Dadmand’s lawyer claimed that the judge “failed to consider all relevant principles of sentencing” and failed to consider that Dadmand’s risk of “re-offending may reduce with age.”

However, in a ruling published on Monday, the appeal court judges dismissed the appeal, stating that Dadmand’s legal team had not “established errors of law or unreasonable findings of fact.”

Rapist Dadmand "can't control" his sexual impulses

The original sentencing judge had noted that Dadmand had shown “repeated failures to control his sexual impulses” and that there was a “likelihood of causing injury, pain or other evil, including psychological harm, to other persons through a failure in the future to control his sexual impulses.”
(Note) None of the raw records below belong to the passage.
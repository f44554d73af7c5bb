//! Best-effort `\section{...}` span extraction.

use regex::RegexBuilder;

/// A named section's text, extracted from a logical document.
#[derive(Debug, Clone, PartialEq, Eq)]
pub struct SectionSpan {
    pub name: String,
    pub text: String,
}

/// Extract the first section whose marker matches `name`.
///
/// Matching is case-insensitive and tolerates a trailing annotation between
/// the name and the closing brace (`\section{Method \label{sec:m}}`). The
/// span runs from the end of the matched marker to the next `\section{` of
/// any name, or to the end of the document. Returns `None` when no marker
/// matches.
///
/// This is a heuristic, not a grammar: overlapping or malformed markers
/// yield a best-effort result, and only well-formed non-nested markers are
/// guaranteed correct.
pub fn extract_section(text: &str, name: &str) -> Option<SectionSpan> {
    let pattern = format!(
        r"\\section\{{{}[^}}]*\}}(.*?)(?:\\section\{{|\z)",
        regex::escape(name)
    );
    let re = RegexBuilder::new(&pattern)
        .case_insensitive(true)
        .dot_matches_new_line(true)
        .build()
        .ok()?;

    re.captures(text).map(|caps| SectionSpan {
        name: name.to_string(),
        text: caps[1].trim().to_string(),
    })
}

/// Extract the first section found among `names`, trying each in order.
pub fn extract_first(text: &str, names: &[&str]) -> Option<SectionSpan> {
    names.iter().find_map(|name| extract_section(text, name))
}
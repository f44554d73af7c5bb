//! Application configuration for PaperGraph.
//!
//! User config lives at `~/.papergraph/papergraph.toml`.
//! CLI flags override config file values, which override defaults.
//!
//! Environment access stays at this boundary and in the CLI; core components
//! receive explicit config values through their constructors.

use std::path::{Path, PathBuf};

use serde::{Deserialize, Serialize};

use crate::error::{PaperGraphError, Result};
use crate::types::Thresholds;

/// Default configuration file name.
const CONFIG_FILE_NAME: &str = "papergraph.toml";

/// Default config directory name under the user's home.
const CONFIG_DIR_NAME: &str = ".papergraph";

// ---------------------------------------------------------------------------
// Config structs (matching papergraph.toml schema)
// ---------------------------------------------------------------------------

/// Top-level application config, deserialized from TOML.
#[derive(Debug, Clone, Default, Serialize, Deserialize)]
pub struct AppConfig {
    /// Global defaults.
    #[serde(default)]
    pub defaults: DefaultsConfig,

    /// Classifier similarity thresholds.
    #[serde(default)]
    pub thresholds: ThresholdsConfig,

    /// Embedding collaborator settings.
    #[serde(default)]
    pub embedding: EmbeddingConfig,
}

/// `[defaults]` section.
#[derive(Debug, Clone, Serialize, Deserialize)]
pub struct DefaultsConfig {
    /// Root directory containing downloaded paper source bundles.
    #[serde(default = "default_source_root")]
    pub source_root: String,

    /// Path to the local graph database.
    #[serde(default = "default_db_path")]
    pub db_path: String,

    /// Default number of anchor papers retrieved per query.
    #[serde(default = "default_top_k")]
    pub top_k: usize,

    /// Concurrent per-paper extraction tasks during ingest.
    #[serde(default = "default_concurrency")]
    pub concurrency: usize,
}

impl Default for DefaultsConfig {
    fn default() -> Self {
        Self {
            source_root: default_source_root(),
            db_path: default_db_path(),
            top_k: default_top_k(),
            concurrency: default_concurrency(),
        }
    }
}

fn default_source_root() -> String {
    "arxiv_source".into()
}
fn default_db_path() -> String {
    "~/.papergraph/papergraph.db".into()
}
fn default_top_k() -> usize {
    3
}
fn default_concurrency() -> usize {
    4
}

/// `[thresholds]` section.
#[derive(Debug, Clone, Serialize, Deserialize)]
pub struct ThresholdsConfig {
    /// Similarity above this is "high" (same problem / same method).
    #[serde(default = "default_threshold_high")]
    pub high: f32,

    /// Similarity below this is "low" (different problem / different method).
    #[serde(default = "default_threshold_low")]
    pub low: f32,
}

impl Default for ThresholdsConfig {
    fn default() -> Self {
        Self {
            high: default_threshold_high(),
            low: default_threshold_low(),
        }
    }
}

fn default_threshold_high() -> f32 {
    0.75
}
fn default_threshold_low() -> f32 {
    0.5
}

impl From<&ThresholdsConfig> for Thresholds {
    fn from(config: &ThresholdsConfig) -> Self {
        Self {
            high: config.high,
            low: config.low,
        }
    }
}

/// `[embedding]` section.
#[derive(Debug, Clone, Serialize, Deserialize)]
pub struct EmbeddingConfig {
    /// Embedding provider: "hash" (deterministic, in-process) or "http".
    #[serde(default = "default_provider")]
    pub provider: String,

    /// HTTP endpoint of the embedding service (required for "http").
    #[serde(default)]
    pub endpoint: String,

    /// Model identifier passed to the embedding service.
    #[serde(default = "default_model")]
    pub model: String,

    /// Fixed embedding dimensionality, shared with the graph schema.
    #[serde(default = "default_dimension")]
    pub dimension: usize,

    /// Name of the env var holding the API key (never store the key itself).
    #[serde(default = "default_api_key_env")]
    pub api_key_env: String,
}

impl Default for EmbeddingConfig {
    fn default() -> Self {
        Self {
            provider: default_provider(),
            endpoint: String::new(),
            model: default_model(),
            dimension: default_dimension(),
            api_key_env: default_api_key_env(),
        }
    }
}

fn default_provider() -> String {
    "hash".into()
}
fn default_model() -> String {
    "all-MiniLM-L6-v2".into()
}
fn default_dimension() -> usize {
    384
}
fn default_api_key_env() -> String {
    "PAPERGRAPH_EMBED_API_KEY".into()
}

// ---------------------------------------------------------------------------
// Config loading
// ---------------------------------------------------------------------------

/// Get the path to the config directory (`~/.papergraph/`).
pub fn config_dir() -> Result<PathBuf> {
    let home = dirs::home_dir()
        .ok_or_else(|| PaperGraphError::config("could not determine home directory"))?;
    Ok(home.join(CONFIG_DIR_NAME))
}

/// Get the path to the config file (`~/.papergraph/papergraph.toml`).
pub fn config_file_path() -> Result<PathBuf> {
    Ok(config_dir()?.join(CONFIG_FILE_NAME))
}

/// Load the application config from disk. Returns defaults if the file does not exist.
pub fn load_config() -> Result<AppConfig> {
    let path = config_file_path()?;

    if !path.exists() {
        tracing::debug!(?path, "config file not found, using defaults");
        return Ok(AppConfig::default());
    }

    load_config_from(&path)
}

/// Load the application config from a specific file path.
pub fn load_config_from(path: &Path) -> Result<AppConfig> {
    let content = std::fs::read_to_string(path).map_err(|e| PaperGraphError::io(path, e))?;

    toml::from_str(&content)
        .map_err(|e| PaperGraphError::config(format!("failed to parse {}: {e}", path.display())))
}

/// Create the config directory and write a default config file.
/// Returns the path to the created file.
pub fn init_config() -> Result<PathBuf> {
    let dir = config_dir()?;
    std::fs::create_dir_all(&dir).map_err(|e| PaperGraphError::io(&dir, e))?;

    let path = dir.join(CONFIG_FILE_NAME);
    let config = AppConfig::default();
    let content =
        toml::to_string_pretty(&config).map_err(|e| PaperGraphError::config(e.to_string()))?;

    std::fs::write(&path, content).map_err(|e| PaperGraphError::io(&path, e))?;
    tracing::info!(?path, "created default config file");

    Ok(path)
}

/// Expand a leading `~/` against the user's home directory.
pub fn resolve_path(path: &str) -> Result<PathBuf> {
    if let Some(rest) = path.strip_prefix("~/") {
        let home = dirs::home_dir()
            .ok_or_else(|| PaperGraphError::config("could not determine home directory"))?;
        Ok(home.join(rest))
    } else {
        Ok(PathBuf::from(path))
    }
}

/// Validate the configuration before any work starts.
///
/// These are the fatal cases: everything else has a usable default.
pub fn validate_config(config: &AppConfig) -> Result<()> {
    if config.embedding.dimension == 0 {
        return Err(PaperGraphError::config(
            "embedding dimension must be positive",
        ));
    }

    if config.thresholds.high <= config.thresholds.low {
        return Err(PaperGraphError::config(format!(
            "threshold high ({}) must be greater than threshold low ({})",
            config.thresholds.high, config.thresholds.low
        )));
    }

    match config.embedding.provider.as_str() {
        "hash" => Ok(()),
        "http" => {
            if config.embedding.endpoint.is_empty() {
                return Err(PaperGraphError::config(
                    "embedding.endpoint is required when embedding.provider = \"http\"",
                ));
            }
            url::Url::parse(&config.embedding.endpoint).map_err(|e| {
                PaperGraphError::config(format!(
                    "invalid embedding endpoint '{}': {e}",
                    config.embedding.endpoint
                ))
            })?;
            Ok(())
        }
        other => Err(PaperGraphError::config(format!(
            "unknown embedding provider '{other}' (expected \"hash\" or \"http\")"
        ))),
    }
}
He added that Dadmand “constitutes a threat to the life, safety, physical or mental well-being of other persons” and that an indeterminate jail sentence was the only way to “adequately protect the public.”

The trial six years ago heard how Dadmand was born in Italy and immigrated to Richmond as a child.

He graduated high school in 2002 and received a criminology degree at Simon Fraser University in 2010.

In the midst of his known crimes, which began in 2012, he was pursuing an education degree.

He reported to court he was a poor retail employee, bouncing from job to job. The News understands at one time he lived on No. 2 Road and once worked at the nearby Rogers Video.

Dadmand claimed his victims consented to sex

During his 2016 trial, Dadmand’s counsel claimed several of the victims understood the nature of the sexual activities as being part of the auditions, which included the possibility of pornographic work.

They argued that while the accused’s actions may have been immoral, they were not illegal because the victims consented.

The trial heard how Dadmand persuaded one of his victims to do an audition and picked her up at the Richmond-Brighouse Canada Line station and drove her to his home, saying his studio was not available. At the home and during the course of an “audition,” he touched her sexually.